Łosoś narażony na wyginięcie
W wielu domach podczas świąt nie może zabraknąć łososia. Wędzony czy pieczony… trafia na wigilijne stoły, choć według IUCN w skali Europy łosoś atlantycki jest narażony na wyginięcie, i to z tak zwanym trendem malejącym -– może być jeszcze gorzej! Taką samą kategorię zagrożenia HELCOM przypisał również łososiowi atlantyckiemu w Morzu Bałtyckim.
– Warto podkreślić, że rezygnacja z narażonego na wyginięcie łososia dziko żyjącego na rzecz tego z hodowli nie jest jednoznacznie lepszym wyborem. Łososie karmione są dużą ilością paszy, czyli mączki rybnej, której produkcja często przyczynia się do nadmiernej eksploatacji drobnych morskich ryb dziko żyjących – tłumaczy Justyna Zajchowska.
Dla miłośników „różowej ryby” na święta pod względem środowiskowym lepszym wyborem od łososia atlantyckiego (czy to dzikiego, czy hodowlanego) będzie spokrewniony z nim pstrąg tęczowy, zwłaszcza ten z hodowli ekologicznych.
Tuńczyk tuńczykowi nierówny
Jeśli planujesz sałatkę czy pastę z tuńczykiem, zacznij od wyboru gatunku – jest ich aż kilkanaście!
Po pierwsze, nie kupuj tuńczyka błękitnopłetwego! Gatunek ten od wielu lat znajduje się na Czerwonej Liście Gatunków Zagrożonych Międzynarodowej Unii Ochrony Przyrody (IUCN). Obecnie jego populacje w Morzu Śródziemnym i Zatoce Meksykańskiej są zagrożone wyginięciem. Wszystkie stada tuńczyka błękitnopłetwego są intensywnie eksploatowane, a jego rzeczywiste połowy są prawdopodobnie dużo wyższe niż te oficjalnie zadeklarowane.

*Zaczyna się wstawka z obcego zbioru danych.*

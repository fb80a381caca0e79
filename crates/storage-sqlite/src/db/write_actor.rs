use super::DbPool;
use crate::errors::StorageError;
use diesel::SqliteConnection;
use log::{debug, error};
use propvest_core::errors::{DatabaseError, Error, Result};
use std::any::Any;
use tokio::sync::{mpsc, oneshot};

type Job<T> = Box<dyn FnOnce(&mut SqliteConnection) -> Result<T> + Send + 'static>;
type BoxedAny = Box<dyn Any + Send + 'static>;
type Envelope = (Job<BoxedAny>, oneshot::Sender<Result<BoxedAny>>);

const QUEUE_CAPACITY: usize = 1024;

/// Handle for sending jobs to the writer actor.
///
/// All writes go through one connection so SQLite never sees two writers.
#[derive(Clone)]
pub struct WriteHandle {
    tx: mpsc::Sender<Envelope>,
}

fn writer_stopped() -> Error {
    Error::Database(DatabaseError::ConnectionFailed(
        "database writer is not running".to_string(),
    ))
}

impl WriteHandle {
    /// Runs `job` inside an immediate transaction on the writer connection.
    ///
    /// An `Err` from the job rolls the transaction back and is returned as is.
    pub async fn exec<F, T>(&self, job: F) -> Result<T>
    where
        F: FnOnce(&mut SqliteConnection) -> Result<T> + Send + 'static,
        T: Send + 'static + Any,
    {
        let (ret_tx, ret_rx) = oneshot::channel();

        self.tx
            .send((
                Box::new(move |c| job(c).map(|v| Box::new(v) as BoxedAny)),
                ret_tx,
            ))
            .await
            .map_err(|_| writer_stopped())?;

        let boxed = ret_rx.await.map_err(|_| writer_stopped())??;
        boxed
            .downcast::<T>()
            .map(|v| *v)
            .map_err(|_| Error::Unexpected("writer returned an unexpected type".to_string()))
    }
}

/// Spawns the single-writer task. It holds one pooled connection for its whole
/// lifetime and stops when every `WriteHandle` is dropped.
pub fn spawn_writer(pool: DbPool) -> Result<WriteHandle> {
    let mut conn = pool.get().map_err(StorageError::from)?;
    let (tx, mut rx) = mpsc::channel::<Envelope>(QUEUE_CAPACITY);

    tokio::spawn(async move {
        while let Some((job, reply_tx)) = rx.recv().await {
            let result: Result<BoxedAny> = conn
                .immediate_transaction::<_, StorageError, _>(|c| job(c).map_err(StorageError::from))
                .map_err(|e| {
                    let err = Error::from(e);
                    debug!("Write job rolled back: {}", err);
                    err
                });

            // The caller may have given up waiting.
            if reply_tx.send(result).is_err() {
                error!("Write job finished after its caller went away");
            }
        }
        debug!("Database writer stopped");
    });

    Ok(WriteHandle { tx })
}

Jednym z powodów takiego procederu jest utrzymująca się bardzo wysoka cena za mięso tej ryby.
Po drugie, wybierz tuńczyka z zieloną rekomendacją w Poradniku Rybnym WWF! Najlepiej postawić na tuńczyka pasiastego, zwanego też bonito. Ten gatunek nie jest zagrożony, więc jego zakup nie powinien obciążyć ekosystemu, o ile ryba pochodzi ze zrównoważonych połowów.
Pamiętaj też, że zawsze możesz skorzystać z roślinnego zamiennika ryby – na przykład selera zamiast filetów dorsza w „rybie” po grecku. Postaw na produkty nieprzetworzone, pochodzące z lokalnych i sezonowych upraw. To najlepszy wybór dla naszej planety!